Au mois de novembre de cette année, il est nommé au comité central du parti par Jean-Marie Le Pen en personne. Lors d’une fête « Bleu Blanc Rouge » donnée par le FN un an auparavant, Marine Le Pen poussait la chansonnette avec l’essayiste, qu’elle qualifiait alors d’« immense écrivain ». À cette même période, Alain Soral monte le site « Égalité et Réconciliation », devenu depuis le navire amiral de la fachosphère et de l’antisémitisme en ligne. Pas idéal comme héritage pour un parti qui rêve de « normalisation ».

L’affaire des emplois fictifs

Au-delà de son ADN politique, le Rassemblement national traîne également des casseroles judiciaires. Le dossier le plus embarrassant est probablement celui des emplois fictifs, puisqu’il est toujours en cours. (...)

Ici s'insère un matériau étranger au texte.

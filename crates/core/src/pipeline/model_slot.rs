use std::sync::atomic::{AtomicBool, Ordering};
use std::sync::Mutex;

use crate::detection::domain::face_detector::FaceDetector;

/// Load-once hand-off of the detector from bootstrap to the frame loop.
///
/// Bootstrap publishes at most once; the loop takes the detector at most
/// once. `is_published` stays true after the take.
#[derive(Default)]
pub struct ModelSlot {
    detector: Mutex<Option<Box<dyn FaceDetector>>>,
    published: AtomicBool,
}

impl ModelSlot {
    pub fn new() -> Self {
        Self::default()
    }

    /// Returns false, dropping `detector`, if a model was already published.
    pub fn publish(&self, detector: Box<dyn FaceDetector>) -> bool {
        if self.published.swap(true, Ordering::AcqRel) {
            return false;
        }
        *self.detector.lock().unwrap_or_else(|e| e.into_inner()) = Some(detector);
        true
    }

    pub fn try_take(&self) -> Option<Box<dyn FaceDetector>> {
        if !self.published.load(Ordering::Acquire) {
            return None;
        }
        self.detector
            .lock()
            .unwrap_or_else(|e| e.into_inner())
            .take()
    }

    pub fn is_published(&self) -> bool {
        self.published.load(Ordering::Acquire)
    }
}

Au total, 6,8 millions d’euros sont concernés dans cette affaire pour laquelle Marine Le Pen est mise en examen pour « abus de bien public » et « détournements de fonds publics », ainsi que 17 responsables du parti d’extrême droite. Dans un rapport de l’Office central de lutte contre la corruption et les infractions financières et fiscales (OCLCIFF), les policiers décrivent « un système organisé frauduleux » et accablent la présidente du RN.

Les liens avec la Russie (...)

En cause, l’argent russe perçu, sous forme de prêt, à plusieurs reprises par le Front national présidé par Marine Le Pen.

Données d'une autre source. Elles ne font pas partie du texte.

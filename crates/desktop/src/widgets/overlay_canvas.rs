use iced::mouse;
use iced::widget::canvas::{self, Frame, Geometry, Path};
use iced::{Color, Rectangle, Renderer, Size, Theme};

use facemark_core::detection::domain::observation::Point;
use facemark_core::overlay::projector::{OverlayTree, Shape};

/// Transparent canvas layer that draws an [`OverlayTree`] stretched over
/// its bounds.
pub struct OverlayCanvas<'a> {
    tree: &'a OverlayTree,
}

impl<'a> OverlayCanvas<'a> {
    pub fn new(tree: &'a OverlayTree) -> Self {
        Self { tree }
    }
}

impl<Message> canvas::Program<Message> for OverlayCanvas<'_> {
    type State = ();

    fn draw(
        &self,
        _state: &Self::State,
        renderer: &Renderer,
        _theme: &Theme,
        bounds: Rectangle,
        _cursor: mouse::Cursor,
    ) -> Vec<Geometry> {
        let mut frame = Frame::new(renderer, bounds.size());
        let surface = (bounds.width, bounds.height);
        let (sx, sy) = self.tree.scale(surface);

        for shape in &self.tree.shapes {
            match *shape {
                Shape::Rect {
                    x,
                    y,
                    width,
                    height,
                    fill,
                    opacity,
                } => {
                    // Mirroring moves the left edge to the right.
                    let left = if self.tree.flip_horizontal { x + width } else { x };
                    let origin = self.tree.to_surface(Point::new(left, y), surface);
                    let path = Path::rectangle(
                        iced::Point::new(origin.x, origin.y),
                        Size::new(width * sx, height * sy),
                    );
                    frame.fill(&path, color(fill, opacity));
                }
                Shape::Circle { cx, cy, r, fill } => {
                    let center = self.tree.to_surface(Point::new(cx, cy), surface);
                    let path = Path::circle(iced::Point::new(center.x, center.y), r * sx.min(sy));
                    frame.fill(&path, color(fill, 1.0));
                }
            }
        }

        vec![frame.into_geometry()]
    }
}

fn color(rgb: [u8; 3], alpha: f32) -> Color {
    Color::from_rgba8(rgb[0], rgb[1], rgb[2], alpha)
}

En 2014, ce sont neuf millions d’euros qui ont été versés au FN, et 2 millions au micro-parti de Jean-Marie Le Pen. Au-delà de cet aspect financier, Marine Le Pen et le Front national ont toujours affiché une « loyauté » à l’égard de Moscou. Au Parlement européen par exemple, les eurodéputés RN votent systématiquement en faveur de la Russie. Dernier exemple en date avec le paquet d’aides à l’Ukraine voté le 15 septembre, auquel se sont opposés Jordan Bardella et ses comparses.
Les anciens combats du FN

Si aujourd’hui le RN joue la carte de la crédibilité et de la constance, le parti lepéniste a en réalité souvent adapté son discours aux tendances du moment. En 2017, il y a seulement cinq ans donc, Marine Le Pen jugeait essentiel le « retour à notre monnaie nationale », et préconisait même de sortir de l’Union européenne. Deux points qui ont disparu de son discours, tout comme le déremboursement de l’IVG, qu’elle prônait en 2012.

Des errements que le parti préfère donc mettre sous le tapis, quitte à s’abstenir de souffler la cinquantième bougie de son existence. Et si le RN jure qu’il n’est pas le FN, il suffit d’aller consulter ses statuts pour constater que l’héritage est bien présent. Et pour cause, l’article 1er commence par ces trois mots : « Fondé en 1972 ».